If they do?  Well, get back to me then; it’ll be then you should think about putting on the camo and grabbing Grampa’s Garand and heading into the north woods.

Until then?  It’s still America.

As Douglas Adams said, “Don’t Panic”.

Loyal Opposition? Meet Skullduggerous Supporters.

Tuesday, March 10th, 2009

At the MOB last weekend, the Minnesota blogosphere got to meet another of a very small, elite group; Saint Paul Republican bloggers.  Fresch Fisch made his public debut.

And oy, does this city need him.

He notes that some Democrats are upset at Mayor Coleman.  Not over soaring taxes and eroding services, mind you.

For having allowed Republicans into Saint Paul:

It’s gotta be tough to be Mayor Chris Coleman these days. The political right has never been fond of the man, and now, neither is the hard core left.A new website My Mayor is Cheating on Me is bound to have the folks loyal to Mr.
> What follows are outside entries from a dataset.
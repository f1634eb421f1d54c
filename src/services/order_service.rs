//! Order lifecycle orchestration (spec §4.2, C2).
//!
//! Each public method loads the aggregate, applies a domain transition,
//! persists with the optimistic-concurrency check, and returns the domain
//! event for the caller to publish to the event fabric AFTER the commit
//! succeeds — mirroring the commit-then-publish discipline the aggregate's
//! own doc comment calls out.

use std::sync::Arc;
use uuid::Uuid;

use crate::domain::order::{Order, OrderDomainEvent};
use crate::domain::Money;
use crate::error::{AppError, DomainError};

use super::order_repository::OrderRepository;

pub struct OrderService {
    repo: Arc<OrderRepository>,
}

impl OrderService {
    pub fn new(repo: Arc<OrderRepository>) -> Self {
        Self { repo }
    }

    pub async fn create(&self, order: Order) -> Result<Order, AppError> {
        self.repo
            .insert(&order)
            .await
            .map_err(|e| AppError::unexpected(e.to_string()))?;
        Ok(order)
    }

    pub async fn get(&self, order_id: Uuid) -> Result<Order, AppError> {
        self.repo
            .load(order_id)
            .await
            .map_err(|e| AppError::unexpected(e.to_string()))?
            .ok_or_else(|| AppError::not_found(format!("order {order_id} not found")))
    }

    async fn apply<F>(&self, order_id: Uuid, transition: F) -> Result<(Order, OrderDomainEvent), AppError>
    where
        F: FnOnce(&mut Order) -> Result<OrderDomainEvent, DomainError>,
    {
        let mut order = self.get(order_id).await?;
        let expected_version = order.version;
        let event = transition(&mut order)?;
        self.repo
            .update_with_version_check(&order, expected_version)
            .await?;
        Ok((order, event))
    }

    pub async fn confirm_payment(
        &self,
        order_id: Uuid,
        amount: &Money,
    ) -> Result<(Order, OrderDomainEvent), AppError> {
        self.apply(order_id, |o| o.process_payment(amount)).await
    }

    pub async fn mark_shipped(&self, order_id: Uuid) -> Result<(Order, OrderDomainEvent), AppError> {
        self.apply(order_id, |o| o.mark_as_shipped()).await
    }

    pub async fn mark_delivered(&self, order_id: Uuid) -> Result<(Order, OrderDomainEvent), AppError> {
        self.apply(order_id, |o| o.mark_as_delivered()).await
    }

    pub async fn complete(&self, order_id: Uuid) -> Result<(Order, OrderDomainEvent), AppError> {
        self.apply(order_id, |o| o.complete()).await
    }

    pub async fn cancel(
        &self,
        order_id: Uuid,
        reason: impl Into<String> + Send + 'static,
    ) -> Result<(Order, OrderDomainEvent), AppError> {
        self.apply(order_id, move |o| o.cancel(reason)).await
    }

    pub async fn refund(
        &self,
        order_id: Uuid,
        reason: impl Into<String> + Send + 'static,
        refund_window_days: i64,
    ) -> Result<(Order, OrderDomainEvent), AppError> {
        self.apply(order_id, move |o| o.process_refund(reason, refund_window_days))
            .await
    }
}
Coleman all up in a fuss!

And it’s gotta be a bad time to be DFL mayor; when there’s no more blood in the turnip, the turnips get upset when you squeeze ’em too hard…

First, being a DFL’er when there is no money to spend, either at the state or local level. Just think of having to run for office and not being able to promise more stuff so everyone will vote for you.

Second, being a DFL mayor and inviting those darn Republicans to town! Just think, Karl Rove was in our town!

Then, accommodating all the leftist “protesters” before the convention and then having the gall to stop them from damaging public and private property! Hey, that’s my city you are damaging!

Mayor Coleman has tough times ahead.

Maybe, although the “My Mayor…” blog isn’t what’s gonna do it. It’s a typical lefty smearblog; anonymous, gutless, scrubbed clean of any traceable information…

…except writing style.

I have a hunch I know who it is.  No proof, so I’m not gonna go on about it.  But there are a few hints.

At any rate, Mayor Coleman has plenty to worry about.  I doubt this blog is it.